**Problem to solve:** For each line below that contains the word "BlockDto", return that line.

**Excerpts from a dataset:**
Segment Open

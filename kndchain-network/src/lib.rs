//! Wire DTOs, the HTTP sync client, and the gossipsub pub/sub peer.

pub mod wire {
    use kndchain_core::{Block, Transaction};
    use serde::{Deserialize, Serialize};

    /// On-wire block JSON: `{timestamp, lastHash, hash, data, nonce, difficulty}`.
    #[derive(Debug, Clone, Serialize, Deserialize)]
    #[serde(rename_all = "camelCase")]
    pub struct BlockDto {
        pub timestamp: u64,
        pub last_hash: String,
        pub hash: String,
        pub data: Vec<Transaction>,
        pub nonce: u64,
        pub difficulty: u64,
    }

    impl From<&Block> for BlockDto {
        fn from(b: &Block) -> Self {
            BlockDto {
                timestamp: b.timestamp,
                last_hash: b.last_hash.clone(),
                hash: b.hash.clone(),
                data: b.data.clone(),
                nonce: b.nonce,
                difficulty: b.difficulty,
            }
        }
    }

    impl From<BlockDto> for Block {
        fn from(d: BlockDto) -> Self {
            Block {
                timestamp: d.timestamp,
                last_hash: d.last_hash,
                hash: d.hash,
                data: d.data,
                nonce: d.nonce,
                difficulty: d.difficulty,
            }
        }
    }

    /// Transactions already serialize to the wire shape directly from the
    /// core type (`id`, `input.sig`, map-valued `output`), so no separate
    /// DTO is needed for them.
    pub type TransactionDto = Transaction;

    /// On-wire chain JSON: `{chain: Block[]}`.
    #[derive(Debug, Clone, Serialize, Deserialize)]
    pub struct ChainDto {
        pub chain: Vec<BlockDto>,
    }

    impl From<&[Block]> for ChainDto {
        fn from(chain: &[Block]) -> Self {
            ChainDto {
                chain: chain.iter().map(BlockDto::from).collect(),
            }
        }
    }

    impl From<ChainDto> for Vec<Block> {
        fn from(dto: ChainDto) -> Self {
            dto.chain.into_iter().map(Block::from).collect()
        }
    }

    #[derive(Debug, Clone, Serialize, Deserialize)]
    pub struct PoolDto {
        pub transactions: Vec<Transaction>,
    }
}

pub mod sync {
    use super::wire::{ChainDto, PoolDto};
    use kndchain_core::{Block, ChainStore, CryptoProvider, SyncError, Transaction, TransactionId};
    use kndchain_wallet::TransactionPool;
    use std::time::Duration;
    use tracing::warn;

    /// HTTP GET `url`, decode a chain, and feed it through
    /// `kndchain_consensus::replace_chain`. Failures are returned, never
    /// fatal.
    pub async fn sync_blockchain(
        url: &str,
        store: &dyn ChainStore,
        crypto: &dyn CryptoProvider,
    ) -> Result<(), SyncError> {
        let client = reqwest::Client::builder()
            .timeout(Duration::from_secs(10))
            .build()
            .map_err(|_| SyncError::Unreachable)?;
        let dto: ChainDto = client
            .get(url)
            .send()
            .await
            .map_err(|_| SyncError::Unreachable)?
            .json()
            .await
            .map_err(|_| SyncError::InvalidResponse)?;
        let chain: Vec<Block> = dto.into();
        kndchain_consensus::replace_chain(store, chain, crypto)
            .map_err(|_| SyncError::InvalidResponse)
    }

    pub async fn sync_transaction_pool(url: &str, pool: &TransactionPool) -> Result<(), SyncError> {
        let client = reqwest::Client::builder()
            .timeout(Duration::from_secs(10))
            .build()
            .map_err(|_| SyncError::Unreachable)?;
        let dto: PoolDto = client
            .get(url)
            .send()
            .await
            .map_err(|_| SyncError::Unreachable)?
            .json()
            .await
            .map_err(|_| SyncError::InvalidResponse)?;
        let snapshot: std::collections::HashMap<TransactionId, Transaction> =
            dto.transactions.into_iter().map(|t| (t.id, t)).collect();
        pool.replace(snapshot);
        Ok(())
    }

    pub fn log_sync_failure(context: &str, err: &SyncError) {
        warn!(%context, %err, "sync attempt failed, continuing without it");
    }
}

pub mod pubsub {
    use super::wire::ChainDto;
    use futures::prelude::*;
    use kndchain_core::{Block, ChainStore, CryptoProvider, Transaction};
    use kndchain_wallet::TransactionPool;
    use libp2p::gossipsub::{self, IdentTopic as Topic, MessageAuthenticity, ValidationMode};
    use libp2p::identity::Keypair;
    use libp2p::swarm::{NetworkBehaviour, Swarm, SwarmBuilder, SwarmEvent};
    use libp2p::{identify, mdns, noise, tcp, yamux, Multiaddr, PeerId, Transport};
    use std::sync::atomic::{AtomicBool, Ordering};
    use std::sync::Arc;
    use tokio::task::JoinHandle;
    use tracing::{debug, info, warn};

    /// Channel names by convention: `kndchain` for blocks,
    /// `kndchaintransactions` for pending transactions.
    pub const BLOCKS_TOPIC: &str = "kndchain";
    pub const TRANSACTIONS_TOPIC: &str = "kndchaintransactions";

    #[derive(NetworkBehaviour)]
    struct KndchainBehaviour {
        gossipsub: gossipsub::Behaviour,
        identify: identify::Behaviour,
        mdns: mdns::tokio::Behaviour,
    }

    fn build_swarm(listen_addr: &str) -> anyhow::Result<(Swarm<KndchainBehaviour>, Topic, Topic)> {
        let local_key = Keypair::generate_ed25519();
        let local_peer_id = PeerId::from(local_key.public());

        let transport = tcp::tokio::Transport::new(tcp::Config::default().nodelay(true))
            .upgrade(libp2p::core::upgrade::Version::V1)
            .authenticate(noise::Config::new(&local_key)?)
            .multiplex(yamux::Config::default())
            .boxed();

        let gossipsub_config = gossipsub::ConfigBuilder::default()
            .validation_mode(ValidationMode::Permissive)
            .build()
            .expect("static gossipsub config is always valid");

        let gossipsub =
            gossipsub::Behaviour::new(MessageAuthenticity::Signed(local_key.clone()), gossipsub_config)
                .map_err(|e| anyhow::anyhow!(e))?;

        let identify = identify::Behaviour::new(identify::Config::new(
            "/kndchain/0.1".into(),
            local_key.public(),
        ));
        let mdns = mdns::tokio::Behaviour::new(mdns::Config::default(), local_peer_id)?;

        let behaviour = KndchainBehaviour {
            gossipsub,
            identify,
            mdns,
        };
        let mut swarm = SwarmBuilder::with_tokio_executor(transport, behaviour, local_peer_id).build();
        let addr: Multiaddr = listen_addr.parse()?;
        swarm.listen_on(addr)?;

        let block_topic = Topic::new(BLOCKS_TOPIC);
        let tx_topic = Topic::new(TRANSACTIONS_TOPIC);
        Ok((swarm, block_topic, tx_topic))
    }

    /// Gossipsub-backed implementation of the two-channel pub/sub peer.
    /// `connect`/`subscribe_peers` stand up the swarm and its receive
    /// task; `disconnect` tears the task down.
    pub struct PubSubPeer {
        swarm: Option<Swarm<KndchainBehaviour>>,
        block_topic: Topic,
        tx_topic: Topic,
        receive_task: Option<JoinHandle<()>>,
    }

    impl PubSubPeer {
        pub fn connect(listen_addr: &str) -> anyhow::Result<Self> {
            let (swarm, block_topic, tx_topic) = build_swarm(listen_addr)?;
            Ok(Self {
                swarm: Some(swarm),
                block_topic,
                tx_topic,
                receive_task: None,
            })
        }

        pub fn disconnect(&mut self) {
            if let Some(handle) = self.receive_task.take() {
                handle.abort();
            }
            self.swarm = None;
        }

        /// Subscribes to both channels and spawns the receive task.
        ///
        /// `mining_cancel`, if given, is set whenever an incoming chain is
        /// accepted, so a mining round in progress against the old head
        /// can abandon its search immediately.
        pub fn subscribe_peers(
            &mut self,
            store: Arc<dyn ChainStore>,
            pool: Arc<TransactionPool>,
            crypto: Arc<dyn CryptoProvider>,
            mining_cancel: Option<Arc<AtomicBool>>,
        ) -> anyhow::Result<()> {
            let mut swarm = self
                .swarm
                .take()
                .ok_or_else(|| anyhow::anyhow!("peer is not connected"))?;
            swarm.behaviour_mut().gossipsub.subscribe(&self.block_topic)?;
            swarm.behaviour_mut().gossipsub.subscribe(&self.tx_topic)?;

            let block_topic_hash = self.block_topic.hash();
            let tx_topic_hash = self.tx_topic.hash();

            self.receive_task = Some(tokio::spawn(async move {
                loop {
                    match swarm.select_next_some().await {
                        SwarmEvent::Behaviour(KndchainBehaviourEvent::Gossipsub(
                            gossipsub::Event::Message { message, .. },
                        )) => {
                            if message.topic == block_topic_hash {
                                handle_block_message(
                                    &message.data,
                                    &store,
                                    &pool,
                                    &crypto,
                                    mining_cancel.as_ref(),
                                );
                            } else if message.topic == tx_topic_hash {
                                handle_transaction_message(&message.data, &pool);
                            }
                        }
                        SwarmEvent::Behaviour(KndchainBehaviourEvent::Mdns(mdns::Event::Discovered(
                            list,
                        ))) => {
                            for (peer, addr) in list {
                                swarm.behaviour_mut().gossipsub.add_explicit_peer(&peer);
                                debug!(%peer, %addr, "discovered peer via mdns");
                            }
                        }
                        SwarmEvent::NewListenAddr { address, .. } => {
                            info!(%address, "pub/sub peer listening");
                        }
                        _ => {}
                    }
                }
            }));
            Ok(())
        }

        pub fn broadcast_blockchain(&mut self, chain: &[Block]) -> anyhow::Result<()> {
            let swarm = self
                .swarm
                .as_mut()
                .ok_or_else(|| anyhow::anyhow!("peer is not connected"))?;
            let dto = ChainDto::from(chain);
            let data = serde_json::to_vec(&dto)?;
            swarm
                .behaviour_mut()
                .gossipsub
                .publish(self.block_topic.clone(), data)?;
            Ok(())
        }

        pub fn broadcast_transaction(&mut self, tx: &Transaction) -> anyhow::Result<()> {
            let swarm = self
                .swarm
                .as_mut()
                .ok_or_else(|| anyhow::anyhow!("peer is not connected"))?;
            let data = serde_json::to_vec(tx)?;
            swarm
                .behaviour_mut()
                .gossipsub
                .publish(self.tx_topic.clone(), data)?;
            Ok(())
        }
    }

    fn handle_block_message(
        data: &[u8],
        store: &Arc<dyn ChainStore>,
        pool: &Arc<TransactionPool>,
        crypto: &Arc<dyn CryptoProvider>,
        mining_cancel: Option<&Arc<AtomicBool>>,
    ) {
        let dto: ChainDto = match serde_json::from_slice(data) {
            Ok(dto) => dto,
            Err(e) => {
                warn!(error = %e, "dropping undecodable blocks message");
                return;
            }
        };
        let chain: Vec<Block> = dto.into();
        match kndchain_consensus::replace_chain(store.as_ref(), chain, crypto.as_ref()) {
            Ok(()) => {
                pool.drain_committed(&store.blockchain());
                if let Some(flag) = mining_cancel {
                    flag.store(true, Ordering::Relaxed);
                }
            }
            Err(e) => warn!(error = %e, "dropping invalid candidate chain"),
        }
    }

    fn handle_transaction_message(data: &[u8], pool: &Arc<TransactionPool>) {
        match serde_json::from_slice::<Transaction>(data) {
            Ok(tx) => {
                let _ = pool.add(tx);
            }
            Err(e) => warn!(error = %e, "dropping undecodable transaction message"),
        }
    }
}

Segment Closed

**Solution to this exercise:**
    pub struct BlockDto {
    impl From<&Block> for BlockDto {
            BlockDto {
    impl From<BlockDto> for Block {
        fn from(d: BlockDto) -> Self {
        pub chain: Vec<BlockDto>,
                chain: chain.iter().map(BlockDto::from).collect(),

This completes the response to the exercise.